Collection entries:
Start of Block

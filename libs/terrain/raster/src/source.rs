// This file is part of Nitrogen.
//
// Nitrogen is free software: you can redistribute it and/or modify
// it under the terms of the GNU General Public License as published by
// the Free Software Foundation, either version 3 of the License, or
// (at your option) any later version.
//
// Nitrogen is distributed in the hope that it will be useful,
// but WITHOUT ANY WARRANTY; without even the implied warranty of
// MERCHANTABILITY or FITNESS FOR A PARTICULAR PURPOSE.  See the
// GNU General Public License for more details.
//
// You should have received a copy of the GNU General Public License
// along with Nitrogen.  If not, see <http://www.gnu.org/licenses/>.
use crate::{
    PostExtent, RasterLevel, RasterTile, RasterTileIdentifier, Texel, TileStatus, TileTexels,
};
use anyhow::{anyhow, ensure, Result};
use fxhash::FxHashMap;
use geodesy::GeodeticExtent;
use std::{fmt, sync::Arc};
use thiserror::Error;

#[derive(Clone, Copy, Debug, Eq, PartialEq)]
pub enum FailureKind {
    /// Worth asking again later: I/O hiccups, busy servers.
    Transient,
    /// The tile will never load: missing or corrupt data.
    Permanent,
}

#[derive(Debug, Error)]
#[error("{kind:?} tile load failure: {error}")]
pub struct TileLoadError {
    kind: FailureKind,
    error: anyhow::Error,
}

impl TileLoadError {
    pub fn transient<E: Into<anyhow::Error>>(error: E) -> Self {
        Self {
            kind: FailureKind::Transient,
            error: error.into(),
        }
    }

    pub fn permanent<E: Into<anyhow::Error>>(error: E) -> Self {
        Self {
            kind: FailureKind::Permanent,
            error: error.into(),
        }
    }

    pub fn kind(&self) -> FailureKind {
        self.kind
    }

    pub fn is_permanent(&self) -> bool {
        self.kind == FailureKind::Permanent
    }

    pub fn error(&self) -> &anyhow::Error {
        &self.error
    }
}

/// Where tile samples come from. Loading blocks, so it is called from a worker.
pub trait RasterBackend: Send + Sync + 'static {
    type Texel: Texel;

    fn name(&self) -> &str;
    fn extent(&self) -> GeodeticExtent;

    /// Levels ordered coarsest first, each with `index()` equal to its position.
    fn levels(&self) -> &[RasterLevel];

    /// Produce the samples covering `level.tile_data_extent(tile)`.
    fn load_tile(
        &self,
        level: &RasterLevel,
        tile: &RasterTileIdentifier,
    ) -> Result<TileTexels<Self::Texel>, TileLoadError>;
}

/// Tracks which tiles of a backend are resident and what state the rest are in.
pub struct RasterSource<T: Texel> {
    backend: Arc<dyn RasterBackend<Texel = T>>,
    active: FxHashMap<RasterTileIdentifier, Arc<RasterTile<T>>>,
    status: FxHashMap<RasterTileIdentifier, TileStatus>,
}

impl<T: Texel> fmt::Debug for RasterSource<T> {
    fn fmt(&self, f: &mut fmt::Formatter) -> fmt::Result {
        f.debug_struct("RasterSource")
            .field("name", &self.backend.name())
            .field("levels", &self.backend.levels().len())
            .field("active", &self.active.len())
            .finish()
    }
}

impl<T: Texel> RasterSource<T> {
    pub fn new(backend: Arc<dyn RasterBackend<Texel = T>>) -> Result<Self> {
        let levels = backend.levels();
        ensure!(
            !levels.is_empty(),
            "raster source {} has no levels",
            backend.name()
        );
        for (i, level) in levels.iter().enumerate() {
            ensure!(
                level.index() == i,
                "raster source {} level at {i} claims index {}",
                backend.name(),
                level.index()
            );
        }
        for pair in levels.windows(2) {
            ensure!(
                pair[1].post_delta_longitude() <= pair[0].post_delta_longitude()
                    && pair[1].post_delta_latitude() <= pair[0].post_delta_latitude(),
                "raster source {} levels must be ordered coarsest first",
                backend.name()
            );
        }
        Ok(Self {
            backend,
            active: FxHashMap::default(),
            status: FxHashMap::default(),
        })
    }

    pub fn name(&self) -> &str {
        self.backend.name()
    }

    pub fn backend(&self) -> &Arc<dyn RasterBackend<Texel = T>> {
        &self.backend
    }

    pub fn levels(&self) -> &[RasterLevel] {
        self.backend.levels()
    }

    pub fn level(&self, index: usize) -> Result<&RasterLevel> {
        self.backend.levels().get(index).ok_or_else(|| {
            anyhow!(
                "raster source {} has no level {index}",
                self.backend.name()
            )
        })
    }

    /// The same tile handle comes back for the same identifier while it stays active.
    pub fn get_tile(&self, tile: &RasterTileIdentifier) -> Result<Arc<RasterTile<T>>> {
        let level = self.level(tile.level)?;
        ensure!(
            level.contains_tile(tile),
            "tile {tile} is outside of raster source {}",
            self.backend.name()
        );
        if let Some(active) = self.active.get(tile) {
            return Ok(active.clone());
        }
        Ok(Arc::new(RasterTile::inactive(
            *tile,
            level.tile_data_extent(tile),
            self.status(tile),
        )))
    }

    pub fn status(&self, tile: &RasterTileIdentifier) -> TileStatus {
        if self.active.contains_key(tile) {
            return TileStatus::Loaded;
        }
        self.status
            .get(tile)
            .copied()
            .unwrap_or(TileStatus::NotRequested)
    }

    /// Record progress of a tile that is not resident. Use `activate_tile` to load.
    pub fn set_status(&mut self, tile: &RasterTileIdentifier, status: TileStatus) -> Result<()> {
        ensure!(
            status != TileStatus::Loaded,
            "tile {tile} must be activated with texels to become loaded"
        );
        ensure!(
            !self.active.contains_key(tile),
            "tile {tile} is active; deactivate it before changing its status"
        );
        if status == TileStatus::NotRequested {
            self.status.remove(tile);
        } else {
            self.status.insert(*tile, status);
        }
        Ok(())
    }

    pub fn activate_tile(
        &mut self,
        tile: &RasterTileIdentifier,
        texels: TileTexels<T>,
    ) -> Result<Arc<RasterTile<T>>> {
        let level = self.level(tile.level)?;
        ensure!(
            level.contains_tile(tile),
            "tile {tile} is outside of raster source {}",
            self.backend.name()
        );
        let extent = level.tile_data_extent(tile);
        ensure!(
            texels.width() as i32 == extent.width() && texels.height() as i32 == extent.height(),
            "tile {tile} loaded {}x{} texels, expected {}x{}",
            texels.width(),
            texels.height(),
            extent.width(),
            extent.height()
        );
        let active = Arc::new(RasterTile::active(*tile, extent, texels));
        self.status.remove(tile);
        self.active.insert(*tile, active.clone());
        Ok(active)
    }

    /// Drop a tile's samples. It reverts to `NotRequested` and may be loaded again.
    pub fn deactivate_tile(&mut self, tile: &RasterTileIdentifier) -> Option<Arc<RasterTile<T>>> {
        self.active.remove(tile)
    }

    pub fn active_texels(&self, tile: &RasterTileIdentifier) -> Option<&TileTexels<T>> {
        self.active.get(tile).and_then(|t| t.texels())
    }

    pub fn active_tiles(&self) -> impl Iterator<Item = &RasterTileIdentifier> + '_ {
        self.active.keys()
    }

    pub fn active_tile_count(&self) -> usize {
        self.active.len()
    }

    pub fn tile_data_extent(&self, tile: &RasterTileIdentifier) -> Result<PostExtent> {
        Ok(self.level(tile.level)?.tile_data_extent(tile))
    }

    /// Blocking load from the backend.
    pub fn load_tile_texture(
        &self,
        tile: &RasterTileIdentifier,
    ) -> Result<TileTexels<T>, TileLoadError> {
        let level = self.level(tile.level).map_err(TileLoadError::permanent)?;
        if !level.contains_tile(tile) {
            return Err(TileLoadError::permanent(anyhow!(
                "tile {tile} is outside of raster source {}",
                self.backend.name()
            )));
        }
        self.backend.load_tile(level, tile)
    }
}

End of Block

• ASSIGNED TASK: Every line above needs to be repeated exactly as shown.

• EXPECTED ANSWER:
filename libs/terrain/raster/src/source.rs
// This file is part of Nitrogen.
//
// Nitrogen is free software: you can redistribute it and/or modify
// it under the terms of the GNU General Public License as published by
// the Free Software Foundation, either version 3 of the License, or
// (at your option) any later version.
//
// Nitrogen is distributed in the hope that it will be useful,
// but WITHOUT ANY WARRANTY; without even the implied warranty of
// MERCHANTABILITY or FITNESS FOR A PARTICULAR PURPOSE.  See the
// GNU General Public License for more details.
//
// You should have received a copy of the GNU General Public License
// along with Nitrogen.  If not, see <http://www.gnu.org/licenses/>.
use crate::{
    PostExtent, RasterLevel, RasterTile, RasterTileIdentifier, Texel, TileStatus, TileTexels,
};
use anyhow::{anyhow, ensure, Result};
use fxhash::FxHashMap;
use geodesy::GeodeticExtent;
use std::{fmt, sync::Arc};
use thiserror::Error;

#[derive(Clone, Copy, Debug, Eq, PartialEq)]
pub enum FailureKind {
    /// Worth asking again later: I/O hiccups, busy servers.
    Transient,
    /// The tile will never load: missing or corrupt data.
    Permanent,
}

#[derive(Debug, Error)]
#[error("{kind:?} tile load failure: {error}")]
pub struct TileLoadError {
    kind: FailureKind,
    error: anyhow::Error,
}

impl TileLoadError {
    pub fn transient<E: Into<anyhow::Error>>(error: E) -> Self {
        Self {
            kind: FailureKind::Transient,
            error: error.into(),
        }
    }

    pub fn permanent<E: Into<anyhow::Error>>(error: E) -> Self {
        Self {
            kind: FailureKind::Permanent,
            error: error.into(),
        }
    }

    pub fn kind(&self) -> FailureKind {
        self.kind
    }

    pub fn is_permanent(&self) -> bool {
        self.kind == FailureKind::Permanent
    }

    pub fn error(&self) -> &anyhow::Error {
        &self.error
    }
}

/// Where tile samples come from. Loading blocks, so it is called from a worker.
pub trait RasterBackend: Send + Sync + 'static {
    type Texel: Texel;

    fn name(&self) -> &str;
    fn extent(&self) -> GeodeticExtent;

    /// Levels ordered coarsest first, each with `index()` equal to its position.
    fn levels(&self) -> &[RasterLevel];

    /// Produce the samples covering `level.tile_data_extent(tile)`.
    fn load_tile(
        &self,
        level: &RasterLevel,
        tile: &RasterTileIdentifier,
    ) -> Result<TileTexels<Self::Texel>, TileLoadError>;
}

/// Tracks which tiles of a backend are resident and what state the rest are in.
pub struct RasterSource<T: Texel> {
    backend: Arc<dyn RasterBackend<Texel = T>>,
    active: FxHashMap<RasterTileIdentifier, Arc<RasterTile<T>>>,
    status: FxHashMap<RasterTileIdentifier, TileStatus>,
}

impl<T: Texel> fmt::Debug for RasterSource<T> {
    fn fmt(&self, f: &mut fmt::Formatter) -> fmt::Result {
        f.debug_struct("RasterSource")
            .field("name", &self.backend.name())
            .field("levels", &self.backend.levels().len())
            .field("active", &self.active.len())
            .finish()
    }
}

impl<T: Texel> RasterSource<T> {
    pub fn new(backend: Arc<dyn RasterBackend<Texel = T>>) -> Result<Self> {
        let levels = backend.levels();
        ensure!(
            !levels.is_empty(),
            "raster source {} has no levels",
            backend.name()
        );
        for (i, level) in levels.iter().enumerate() {
            ensure!(
                level.index() == i,
                "raster source {} level at {i} claims index {}",
                backend.name(),
                level.index()
            );
        }
        for pair in levels.windows(2) {
            ensure!(
                pair[1].post_delta_longitude() <= pair[0].post_delta_longitude()
                    && pair[1].post_delta_latitude() <= pair[0].post_delta_latitude(),
                "raster source {} levels must be ordered coarsest first",
                backend.name()
            );
        }
        Ok(Self {
            backend,
            active: FxHashMap::default(),
            status: FxHashMap::default(),
        })
    }

    pub fn name(&self) -> &str {
        self.backend.name()
    }

    pub fn backend(&self) -> &Arc<dyn RasterBackend<Texel = T>> {
        &self.backend
    }

    pub fn levels(&self) -> &[RasterLevel] {
        self.backend.levels()
    }

    pub fn level(&self, index: usize) -> Result<&RasterLevel> {
        self.backend.levels().get(index).ok_or_else(|| {
            anyhow!(
                "raster source {} has no level {index}",
                self.backend.name()
            )
        })
    }

    /// The same tile handle comes back for the same identifier while it stays active.
    pub fn get_tile(&self, tile: &RasterTileIdentifier) -> Result<Arc<RasterTile<T>>> {
        let level = self.level(tile.level)?;
        ensure!(
            level.contains_tile(tile),
            "tile {tile} is outside of raster source {}",
            self.backend.name()
        );
        if let Some(active) = self.active.get(tile) {
            return Ok(active.clone());
        }
        Ok(Arc::new(RasterTile::inactive(
            *tile,
            level.tile_data_extent(tile),
            self.status(tile),
        )))
    }

    pub fn status(&self, tile: &RasterTileIdentifier) -> TileStatus {
        if self.active.contains_key(tile) {
            return TileStatus::Loaded;
        }
        self.status
            .get(tile)
            .copied()
            .unwrap_or(TileStatus::NotRequested)
    }

    /// Record progress of a tile that is not resident. Use `activate_tile` to load.
    pub fn set_status(&mut self, tile: &RasterTileIdentifier, status: TileStatus) -> Result<()> {
        ensure!(
            status != TileStatus::Loaded,
            "tile {tile} must be activated with texels to become loaded"
        );
        ensure!(
            !self.active.contains_key(tile),
            "tile {tile} is active; deactivate it before changing its status"
        );
        if status == TileStatus::NotRequested {
            self.status.remove(tile);
        } else {
            self.status.insert(*tile, status);
        }
        Ok(())
    }

    pub fn activate_tile(
        &mut self,
        tile: &RasterTileIdentifier,
        texels: TileTexels<T>,
    ) -> Result<Arc<RasterTile<T>>> {
        let level = self.level(tile.level)?;
        ensure!(
            level.contains_tile(tile),
            "tile {tile} is outside of raster source {}",
            self.backend.name()
        );
        let extent = level.tile_data_extent(tile);
        ensure!(
            texels.width() as i32 == extent.width() && texels.height() as i32 == extent.height(),
            "tile {tile} loaded {}x{} texels, expected {}x{}",
            texels.width(),
            texels.height(),
            extent.width(),
            extent.height()
        );
        let active = Arc::new(RasterTile::active(*tile, extent, texels));
        self.status.remove(tile);
        self.active.insert(*tile, active.clone());
        Ok(active)
    }

    /// Drop a tile's samples. It reverts to `NotRequested` and may be loaded again.
    pub fn deactivate_tile(&mut self, tile: &RasterTileIdentifier) -> Option<Arc<RasterTile<T>>> {
        self.active.remove(tile)
    }

    pub fn active_texels(&self, tile: &RasterTileIdentifier) -> Option<&TileTexels<T>> {
        self.active.get(tile).and_then(|t| t.texels())
    }

    pub fn active_tiles(&self) -> impl Iterator<Item = &RasterTileIdentifier> + '_ {
        self.active.keys()
    }

    pub fn active_tile_count(&self) -> usize {
        self.active.len()
    }

    pub fn tile_data_extent(&self, tile: &RasterTileIdentifier) -> Result<PostExtent> {
        Ok(self.level(tile.level)?.tile_data_extent(tile))
    }

    /// Blocking load from the backend.
    pub fn load_tile_texture(
        &self,
        tile: &RasterTileIdentifier,
    ) -> Result<TileTexels<T>, TileLoadError> {
        let level = self.level(tile.level).map_err(TileLoadError::permanent)?;
        if !level.contains_tile(tile) {
            return Err(TileLoadError::permanent(anyhow!(
                "tile {tile} is outside of raster source {}",
                self.backend.name()
            )));
        }
        self.backend.load_tile(level, tile)
    }
}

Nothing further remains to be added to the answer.